BartC said:
In this example:
{... a: b: c: d: f: g: h: }
this would be a syntax error (I now know). The labels need to apply to a
statement. By adding a semicolon:
{... a: b: c: d: f: g: h:; }
that satisfies the condition for h:, but it also does so for a: thru g:.
Either the empty ";" statement can have any number of label prefixes, or h:;
now forms a new statement on top of ";", which now satisfies the condition
for g:, and so on.
Each of these:
;
h:;
g: h: ;
f: g: h: ;
...
a: b: c: d: f: g: h:;
{ a: b: c: d: f: g: h:; }
is a statement. The first is a null-statement (which, oddly, is
considered to be a form of expression-statement). The last is a
compound-statement. The others are all labeled-statements.
This is apparently what C does (combine a label and a statement into a new
composite statement), which sounds a complicated way of doing things,
although it has no real affect on programming other than the minor issue of
sometimes having to add in dummy empty statements.
It's actually a reasonably simple way of defining it. Syntactic
constructs in C are defined recursively in terms of other syntactic
constructs (statements can contain statements and expression,
expression can contain expressions and statements, and so on),
until you get down to single tokens -- which are themselves defined
similarly until you get down to single characters. There are
decades of work on parsing input based on recursive grammars.

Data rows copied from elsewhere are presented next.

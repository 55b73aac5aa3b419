//! Energy redistribution across the organism.
//!
//! Each row of the previous field is handled by an independent rayon task
//! that only reads shared state and returns its effects as a `RowFlow`. The
//! flows are then folded into the grid and the new field on the calling
//! thread, so contributions from different rows into the same target key
//! simply add up.

use crate::dna::{Dna, DnaInput};
use crate::grid::Grid;
use rayon::prelude::*;
use sporegrid_core::{Diagonal, EnergyField, OccupancySource, Position};
use tracing::{instrument, trace};

/// Fraction of forwarded energy that survives transit
pub const TRANSIT_DAMPING: f64 = 0.9;

/// Per-cell outcome of a distribution pass
#[derive(Debug, Clone, PartialEq)]
pub struct CellUpdate {
    pub position: Position,
    pub able_to_replicate: [bool; 4],
    pub replication_energy: [f64; 4],
}

/// Everything one row worker wants to write
#[derive(Debug, Clone, Default, PartialEq)]
pub struct RowFlow {
    pub updates: Vec<CellUpdate>,
    /// `(target, amount)` pairs; targets always exist in the new field
    pub contributions: Vec<(Position, f64)>,
}

impl RowFlow {
    pub fn total(&self) -> f64 {
        self.contributions.iter().map(|(_, amount)| amount).sum()
    }
}

/// Read-only state shared by all row workers of one pass
pub struct DistributionContext<'a> {
    pub previous: &'a EnergyField,
    /// Freshly supplied field; only its key set is consulted
    pub new_field: &'a EnergyField,
    pub grid: &'a Grid,
    pub dna: &'a dyn Dna,
    pub occupancy: OccupancySource,
}

/// Replicability flags for the cell at `pos`: a direction is free when its
/// diagonal slot is absent from the chosen occupancy reference. Slots past
/// the edge of the coordinate range are never free.
pub fn replication_possibilities(
    pos: Position,
    occupancy: OccupancySource,
    field: &EnergyField,
    grid: &Grid,
) -> [bool; 4] {
    let mut flags = [false; 4];
    for d in Diagonal::all() {
        flags[d.index()] = match (pos.diagonal(d), occupancy) {
            (None, _) => false,
            (Some(target), OccupancySource::EnergyField) => !field.contains(target),
            (Some(target), OccupancySource::LiveCells) => !grid.contains(target),
        };
    }
    flags
}

/// Work for a single x-row of the previous field.
pub fn distribute_row(x: i32, ctx: &DistributionContext<'_>) -> RowFlow {
    let mut flow = RowFlow::default();
    let Some(row) = ctx.previous.row(x) else {
        return flow;
    };

    for (&y, &cell_energy) in row {
        let pos = Position::new(x, y);
        let Some(cell) = ctx.grid.get(pos).filter(|cell| !cell.is_dead()) else {
            continue;
        };

        let able_to_replicate =
            replication_possibilities(pos, ctx.occupancy, ctx.new_field, ctx.grid);

        let neighbours = pos
            .diagonals()
            .map(|p| p.map_or(0.0, |p| ctx.grid.energy_at(p)));
        let input = DnaInput::new(neighbours, cell.energy);
        let distributed = ctx.dna.compute(&input).map(|f| f * TRANSIT_DAMPING);

        for d in Diagonal::all() {
            let Some(target) = pos.diagonal(d) else {
                continue;
            };
            if ctx.new_field.contains(target) {
                flow.contributions
                    .push((target, cell_energy * distributed[d.index()]));
            }
        }

        flow.updates.push(CellUpdate {
            position: pos,
            able_to_replicate,
            replication_energy: distributed,
        });
    }

    flow
}

/// Run every row of `previous` in parallel and fold the results into `base`.
///
/// Returns the new field; per-cell flags and replication energy are written
/// back into `grid`.
#[instrument(skip_all, fields(rows = previous.rows().len()))]
pub fn distribute(
    previous: &EnergyField,
    base: EnergyField,
    grid: &mut Grid,
    dna: &dyn Dna,
    occupancy: OccupancySource,
) -> EnergyField {
    let row_keys = previous.row_keys();

    let flows: Vec<RowFlow> = {
        let ctx = DistributionContext {
            previous,
            new_field: &base,
            grid: &*grid,
            dna,
            occupancy,
        };
        row_keys
            .par_iter()
            .map(|&x| distribute_row(x, &ctx))
            .collect()
    };

    let mut new_field = base;
    for (x, flow) in row_keys.iter().zip(flows) {
        trace!(row = x, cells = flow.updates.len(), outflow = flow.total(), "Row distributed");

        for update in flow.updates {
            if let Some(cell) = grid.get_mut(update.position) {
                cell.able_to_replicate = update.able_to_replicate;
                cell.replication_energy = update.replication_energy;
            }
        }
        for (target, amount) in flow.contributions {
            new_field.add_existing(target, amount);
        }
    }

    new_field
}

And it allows programmers to write arbitrarily complex code (which
admittedly not always an entirely good thing).
If what you mean is that it would have been simpler to define a label
as a kind of statement, rather than as part of a particular kind
of statement, I suppose that's true -- but dummy empty statements
aren't the only issue. Consider this:
if (condition)
label: statement;
If a label were a statement by itself, then `statement;` would be
executed unconditionally, since `label:` would be the only thing
controlled by the `if`.
The majority of the time, you *want* a label to apply to some
particular statement (that's executed when you branch to the label).
And for the cases where you don't want that, as you've seen, it's
easy enough to add a null statement (a semicolon).
When I program this stuff, labels are just treated as statements in their
own right, for parsing purposes anyway. (At least C *has* labels; some
potential target languages have done away with 'goto' completely.)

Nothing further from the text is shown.